* WHAT YOU SHOULD DO
Among the entries that follow, count the lines that contain the word "output" and say how many there are, writing nothing else.

* EXCERPTED DATA
# # #
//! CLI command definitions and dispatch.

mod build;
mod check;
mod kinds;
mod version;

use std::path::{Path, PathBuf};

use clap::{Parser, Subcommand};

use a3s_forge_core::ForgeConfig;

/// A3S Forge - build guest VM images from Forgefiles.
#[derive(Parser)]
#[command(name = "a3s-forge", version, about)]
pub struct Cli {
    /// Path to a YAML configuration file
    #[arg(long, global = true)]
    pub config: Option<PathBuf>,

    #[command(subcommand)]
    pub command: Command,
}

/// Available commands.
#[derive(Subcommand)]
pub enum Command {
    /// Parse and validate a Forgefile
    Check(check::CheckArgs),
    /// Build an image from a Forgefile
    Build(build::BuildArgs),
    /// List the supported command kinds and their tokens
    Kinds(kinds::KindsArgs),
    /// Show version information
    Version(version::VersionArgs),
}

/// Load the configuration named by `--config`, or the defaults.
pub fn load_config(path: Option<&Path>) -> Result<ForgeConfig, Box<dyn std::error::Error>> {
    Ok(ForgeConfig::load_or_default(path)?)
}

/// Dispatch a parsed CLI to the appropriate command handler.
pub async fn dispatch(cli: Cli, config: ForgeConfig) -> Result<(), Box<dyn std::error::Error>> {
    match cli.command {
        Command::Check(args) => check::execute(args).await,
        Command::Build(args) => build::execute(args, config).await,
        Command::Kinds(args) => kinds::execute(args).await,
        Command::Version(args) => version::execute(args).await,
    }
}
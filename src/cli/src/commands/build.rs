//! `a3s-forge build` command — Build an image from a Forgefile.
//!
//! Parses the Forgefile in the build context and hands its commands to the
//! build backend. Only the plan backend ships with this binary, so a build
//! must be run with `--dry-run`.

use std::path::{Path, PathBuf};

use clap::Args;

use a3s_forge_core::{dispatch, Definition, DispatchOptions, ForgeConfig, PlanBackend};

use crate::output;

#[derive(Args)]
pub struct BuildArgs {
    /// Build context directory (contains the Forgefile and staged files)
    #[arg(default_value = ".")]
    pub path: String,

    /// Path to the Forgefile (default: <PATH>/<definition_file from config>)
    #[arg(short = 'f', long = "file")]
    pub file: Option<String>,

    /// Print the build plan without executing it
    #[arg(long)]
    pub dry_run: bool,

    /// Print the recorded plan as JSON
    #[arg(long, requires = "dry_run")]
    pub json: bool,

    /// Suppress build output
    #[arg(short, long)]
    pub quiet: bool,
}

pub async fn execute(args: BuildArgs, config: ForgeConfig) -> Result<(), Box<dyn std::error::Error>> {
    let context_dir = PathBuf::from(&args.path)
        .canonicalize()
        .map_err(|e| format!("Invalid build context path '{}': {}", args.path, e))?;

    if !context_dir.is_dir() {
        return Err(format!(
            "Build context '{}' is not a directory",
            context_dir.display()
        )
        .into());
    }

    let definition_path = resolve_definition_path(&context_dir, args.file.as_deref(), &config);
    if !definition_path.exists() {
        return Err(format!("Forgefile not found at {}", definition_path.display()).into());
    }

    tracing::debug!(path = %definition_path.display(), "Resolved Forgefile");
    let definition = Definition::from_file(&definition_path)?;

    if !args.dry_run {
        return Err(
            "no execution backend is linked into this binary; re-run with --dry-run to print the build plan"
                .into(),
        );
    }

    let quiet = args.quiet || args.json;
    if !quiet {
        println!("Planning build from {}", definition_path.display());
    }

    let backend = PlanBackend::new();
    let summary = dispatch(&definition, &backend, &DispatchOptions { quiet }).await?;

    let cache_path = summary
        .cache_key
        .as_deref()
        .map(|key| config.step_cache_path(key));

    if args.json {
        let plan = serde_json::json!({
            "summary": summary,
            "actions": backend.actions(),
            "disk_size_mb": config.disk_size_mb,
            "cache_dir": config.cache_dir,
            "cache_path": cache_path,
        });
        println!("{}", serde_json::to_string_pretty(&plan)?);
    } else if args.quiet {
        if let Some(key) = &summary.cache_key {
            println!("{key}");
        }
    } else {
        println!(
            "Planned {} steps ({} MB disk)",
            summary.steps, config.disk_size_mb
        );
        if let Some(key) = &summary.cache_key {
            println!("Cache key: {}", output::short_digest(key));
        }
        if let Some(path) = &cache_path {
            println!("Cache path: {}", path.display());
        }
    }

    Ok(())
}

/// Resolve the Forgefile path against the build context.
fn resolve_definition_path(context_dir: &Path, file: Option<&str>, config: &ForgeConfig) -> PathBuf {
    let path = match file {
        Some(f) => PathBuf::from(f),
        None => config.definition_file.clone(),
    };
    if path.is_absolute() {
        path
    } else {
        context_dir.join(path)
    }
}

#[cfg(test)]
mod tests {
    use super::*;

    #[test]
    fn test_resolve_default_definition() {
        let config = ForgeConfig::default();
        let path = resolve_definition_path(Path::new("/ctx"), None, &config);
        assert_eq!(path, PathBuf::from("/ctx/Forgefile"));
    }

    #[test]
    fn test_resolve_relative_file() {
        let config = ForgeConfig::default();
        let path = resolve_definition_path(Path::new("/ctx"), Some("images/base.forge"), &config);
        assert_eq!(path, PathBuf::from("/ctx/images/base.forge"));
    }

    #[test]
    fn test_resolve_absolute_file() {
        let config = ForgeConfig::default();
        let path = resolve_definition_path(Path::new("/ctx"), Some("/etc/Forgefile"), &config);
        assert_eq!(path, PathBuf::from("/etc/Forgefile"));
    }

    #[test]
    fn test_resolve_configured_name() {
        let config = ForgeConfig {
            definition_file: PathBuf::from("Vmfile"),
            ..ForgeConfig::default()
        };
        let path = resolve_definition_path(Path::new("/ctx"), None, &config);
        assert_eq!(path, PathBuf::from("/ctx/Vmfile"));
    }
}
# # #
* TASK SOLUTION
3